WHAT TO DO: Every line in the records below that holds the word "push" is to be copied.

☆ ☆ ☆ ☆

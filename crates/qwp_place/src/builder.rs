//! Builds the top-level placement graph from a [`PlacementSource`].
//!
//! Boundary terminals become nodes only when one of the terminal
//! constraints is enabled; every placeable element becomes a node. Each
//! canonical bit forms a net, and each net of `k` nodes is expanded into a
//! clique with weight `1/k` per pair.

use crate::graph::{Graph, Node};
use crate::ids::ElementSlot;
use crate::rng::Xorshift32;
use crate::source::{BoundaryWire, PlacementSource};
use qwp_config::PlacerConfig;
use qwp_diagnostics::{Diagnostic, DiagnosticCode, DiagnosticSink};
use std::collections::{BTreeMap, BTreeSet, HashMap};
use tracing::debug;

/// The top-level graph and the host identities of its element nodes.
#[derive(Debug)]
pub struct BuiltGraph<K> {
    /// The graph, with element nodes referring to slots in `keys` and `names`.
    pub graph: Graph,
    /// Host key per [`ElementSlot`].
    pub keys: Vec<K>,
    /// Display name per [`ElementSlot`].
    pub names: Vec<String>,
    /// Number of boundary terminal nodes.
    pub terminals: usize,
    /// Number of nets left out because they touched too many nodes.
    pub dropped_nets: usize,
}

/// Builds the graph, consuming random values in node creation order.
///
/// Nets above `config.max_net_degree` are reported as
/// [`DiagnosticCode::DROPPED_NET`] warnings and contribute no edges.
pub fn build_graph<S>(
    source: &S,
    config: &PlacerConfig,
    rng: &mut Xorshift32,
    sink: &DiagnosticSink,
) -> BuiltGraph<S::Key>
where
    S: PlacementSource + ?Sized,
{
    let mut graph = Graph::new(config.first_axis);
    let mut nets: BTreeMap<S::Bit, BTreeSet<usize>> = BTreeMap::new();
    let mut terminals = 0;

    if config.left_to_right || config.alphabetical_ordering {
        let wires = source.boundary_wires();
        let ranks = alphabetical_ranks(&wires);
        for (i, wire) in wires.iter().enumerate() {
            let mut node = Node::new(None, rng);
            if config.left_to_right {
                node.tie(if wire.is_input { 0.0 } else { 1.0 });
            }
            if config.alphabetical_ordering {
                if let Some(rank) = ranks.get(&i) {
                    node.alt_tie(*rank);
                }
            }
            let idx = graph.add_node(node);
            terminals += 1;
            for &bit in &wire.bits {
                nets.entry(source.canonical_bit(bit)).or_default().insert(idx);
            }
        }
    }

    let placeable = source.placeable_elements();
    let mut keys = Vec::with_capacity(placeable.len());
    let mut names = Vec::with_capacity(placeable.len());
    for (slot, element) in placeable.into_iter().enumerate() {
        let slot = ElementSlot::from_raw(slot as u32);
        let idx = graph.add_node(Node::new(Some(slot), rng));
        for &bit in &element.bits {
            nets.entry(source.canonical_bit(bit)).or_default().insert(idx);
        }
        keys.push(element.key);
        names.push(element.name);
    }

    let mut dropped_nets = 0;
    for (bit, members) in &nets {
        let degree = members.len();
        if degree > config.max_net_degree {
            dropped_nets += 1;
            sink.emit(
                Diagnostic::warning(
                    DiagnosticCode::DROPPED_NET,
                    format!("net touches {degree} nodes and is left out of placement"),
                )
                .with_subject(source.describe_bit(*bit))
                .with_note(format!(
                    "nets touching more than {} nodes are not expanded into edges",
                    config.max_net_degree
                ))
                .with_help("raise `max_net_degree` in qwp.toml to include it"),
            );
            continue;
        }
        let weight = 1.0 / degree as f64;
        let members: Vec<usize> = members.iter().copied().collect();
        for (i, &a) in members.iter().enumerate() {
            for &b in &members[i + 1..] {
                graph.add_edge_weight(a, b, weight);
            }
        }
    }

    debug!(
        nodes = graph.node_count(),
        elements = keys.len(),
        terminals,
        edges = graph.edge_count(),
        nets = nets.len(),
        dropped_nets,
        "built placement graph"
    );

    BuiltGraph {
        graph,
        keys,
        names,
        terminals,
        dropped_nets,
    }
}

/// Computes the secondary-axis position of each boundary wire when ordered
/// by name, keyed by the wire's index in `wires`.
///
/// Inputs and outputs are ranked separately; a wire that is both takes its
/// input rank.
fn alphabetical_ranks<B>(wires: &[BoundaryWire<B>]) -> HashMap<usize, f64> {
    let mut order: Vec<usize> = (0..wires.len()).collect();
    order.sort_by(|&a, &b| wires[a].name.cmp(&wires[b].name).then(a.cmp(&b)));

    let inputs: Vec<usize> = order.iter().copied().filter(|&i| wires[i].is_input).collect();
    let outputs: Vec<usize> = order.iter().copied().filter(|&i| wires[i].is_output).collect();

    let mut ranks = HashMap::new();
    for (rank, &i) in outputs.iter().enumerate() {
        ranks.insert(i, (rank as f64 + 0.5) / outputs.len() as f64);
    }
    for (rank, &i) in inputs.iter().enumerate() {
        ranks.insert(i, (rank as f64 + 0.5) / inputs.len() as f64);
    }
    ranks
}

#[cfg(test)]
mod tests {
    use super::*;
    use crate::source::PlaceableElement;
    use qwp_diagnostics::Severity;

    /// A tiny host where bits are plain integers and aliases are explicit.
    #[derive(Default)]
    struct Toy {
        wires: Vec<BoundaryWire<u32>>,
        elements: Vec<PlaceableElement<u32, u32>>,
        alias: Vec<(u32, u32)>,
    }

    impl PlacementSource for Toy {
        type Key = u32;
        type Bit = u32;

        fn boundary_wires(&self) -> Vec<BoundaryWire<u32>> {
            self.wires.clone()
        }

        fn placeable_elements(&self) -> Vec<PlaceableElement<u32, u32>> {
            self.elements.clone()
        }

        fn canonical_bit(&self, bit: u32) -> u32 {
            self.alias
                .iter()
                .find(|(from, _)| *from == bit)
                .map(|&(_, to)| to)
                .unwrap_or(bit)
        }
    }

    fn element(key: u32, bits: &[u32]) -> PlaceableElement<u32, u32> {
        PlaceableElement {
            key,
            name: format!("e{key}"),
            bits: bits.to_vec(),
        }
    }

    fn wire(name: &str, input: bool, output: bool, bits: &[u32]) -> BoundaryWire<u32> {
        BoundaryWire {
            name: name.into(),
            is_input: input,
            is_output: output,
            bits: bits.to_vec(),
        }
    }

    #[test]
    fn clique_weights_are_inverse_degree() {
        let toy = Toy {
            elements: vec![element(0, &[1]), element(1, &[1]), element(2, &[1, 2]), element(3, &[2])],
            ..Toy::default()
        };
        let sink = DiagnosticSink::new();
        let built = build_graph(&toy, &PlacerConfig::default(), &mut Xorshift32::new(1), &sink);
        let g = &built.graph;
        assert_eq!(g.node_count(), 4);
        assert_eq!(g.edge_weight(0, 1), Some(1.0 / 3.0));
        assert_eq!(g.edge_weight(0, 2), Some(1.0 / 3.0));
        assert_eq!(g.edge_weight(1, 2), Some(1.0 / 3.0));
        assert_eq!(g.edge_weight(2, 3), Some(0.5));
        assert_eq!(g.edge_weight(0, 3), None);
        assert_eq!(built.dropped_nets, 0);
        assert!(sink.diagnostics().is_empty());
    }

    #[test]
    fn repeated_bits_on_one_element_count_once() {
        let toy = Toy {
            elements: vec![element(0, &[7, 7, 7]), element(1, &[7])],
            ..Toy::default()
        };
        let sink = DiagnosticSink::new();
        let built = build_graph(&toy, &PlacerConfig::default(), &mut Xorshift32::new(1), &sink);
        assert_eq!(built.graph.edge_weight(0, 1), Some(0.5));
    }

    #[test]
    fn aliased_bits_form_one_net() {
        let toy = Toy {
            elements: vec![element(0, &[1]), element(1, &[2])],
            alias: vec![(2, 1)],
            ..Toy::default()
        };
        let sink = DiagnosticSink::new();
        let built = build_graph(&toy, &PlacerConfig::default(), &mut Xorshift32::new(1), &sink);
        assert_eq!(built.graph.edge_weight(0, 1), Some(0.5));
    }

    #[test]
    fn terminals_only_with_constraints() {
        let toy = Toy {
            wires: vec![wire("in", true, false, &[1])],
            elements: vec![element(0, &[1])],
            ..Toy::default()
        };
        let sink = DiagnosticSink::new();
        let built = build_graph(&toy, &PlacerConfig::default(), &mut Xorshift32::new(1), &sink);
        assert_eq!(built.terminals, 0);
        assert_eq!(built.graph.node_count(), 1);

        let config = PlacerConfig {
            left_to_right: true,
            ..PlacerConfig::default()
        };
        let built = build_graph(&toy, &config, &mut Xorshift32::new(1), &sink);
        assert_eq!(built.terminals, 1);
        assert_eq!(built.graph.node_count(), 2);
        assert_eq!(built.graph.edge_weight(0, 1), Some(0.5));
    }

    #[test]
    fn left_to_right_ties_inputs_left_and_others_right() {
        let toy = Toy {
            wires: vec![
                wire("i", true, false, &[1]),
                wire("o", false, true, &[2]),
                wire("io", true, true, &[3]),
            ],
            ..Toy::default()
        };
        let config = PlacerConfig {
            left_to_right: true,
            ..PlacerConfig::default()
        };
        let sink = DiagnosticSink::new();
        let g = build_graph(&toy, &config, &mut Xorshift32::new(1), &sink).graph;
        assert!(g.nodes.iter().all(|n| n.tied && !n.alt_tied));
        assert_eq!(g.nodes[0].pos, 0.0);
        assert_eq!(g.nodes[1].pos, 1.0);
        assert_eq!(g.nodes[2].pos, 0.0);
    }

    #[test]
    fn alphabetical_ranks_per_group() {
        let toy = Toy {
            wires: vec![
                wire("c_in", true, false, &[1]),
                wire("a_in", true, false, &[2]),
                wire("z_out", false, true, &[3]),
                wire("b_io", true, true, &[4]),
            ],
            ..Toy::default()
        };
        let config = PlacerConfig {
            alphabetical_ordering: true,
            ..PlacerConfig::default()
        };
        let sink = DiagnosticSink::new();
        let g = build_graph(&toy, &config, &mut Xorshift32::new(1), &sink).graph;
        assert!(g.nodes.iter().all(|n| n.alt_tied && !n.tied));
        // inputs sorted: a_in, b_io, c_in
        assert_eq!(g.nodes[1].alt_pos, 0.5 / 3.0);
        assert_eq!(g.nodes[3].alt_pos, 1.5 / 3.0);
        assert_eq!(g.nodes[0].alt_pos, 2.5 / 3.0);
        // outputs sorted: b_io, z_out
        assert_eq!(g.nodes[2].alt_pos, 1.5 / 2.0);
    }

    #[test]
    fn oversized_net_is_dropped_with_warning() {
        let elements: Vec<_> = (0..5).map(|k| element(k, &[9])).collect();
        let toy = Toy {
            elements,
            ..Toy::default()
        };
        let config = PlacerConfig {
            max_net_degree: 4,
            ..PlacerConfig::default()
        };
        let sink = DiagnosticSink::new();
        let built = build_graph(&toy, &config, &mut Xorshift32::new(1), &sink);
        assert_eq!(built.graph.edge_count(), 0);
        assert_eq!(built.dropped_nets, 1);
        let diags = sink.diagnostics();
        assert_eq!(diags.len(), 1);
        assert_eq!(diags[0].severity, Severity::Warning);
        assert_eq!(diags[0].code, DiagnosticCode::DROPPED_NET);
        assert_eq!(diags[0].subject.as_deref(), Some("9"));
    }

    #[test]
    fn element_names_by_slot() {
        let toy = Toy {
            elements: vec![element(4, &[]), element(8, &[])],
            ..Toy::default()
        };
        let sink = DiagnosticSink::new();
        let built = build_graph(&toy, &PlacerConfig::default(), &mut Xorshift32::new(1), &sink);
        assert_eq!(built.names, vec!["e4".to_string(), "e8".to_string()]);
        assert_eq!(built.keys, vec![4, 8]);
    }
}
//! Error types for configuration loading and validation.

/// Errors that can occur when loading or validating a `qwp.toml` configuration.
#[derive(Debug, thiserror::Error)]
pub enum ConfigError {
    /// An I/O error occurred while reading the configuration file.
    #[error("failed to read configuration: {0}")]
    IoError(#[from] std::io::Error),

    /// The TOML content could not be parsed.
    #[error("failed to parse configuration: {0}")]
    ParseError(String),

    /// A configuration value failed validation.
    #[error("validation error: {0}")]
    ValidationError(String),
}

☆ ☆ ☆ ☆

THE COMPLETED TASK:
        keys.push(element.key);
        names.push(element.name);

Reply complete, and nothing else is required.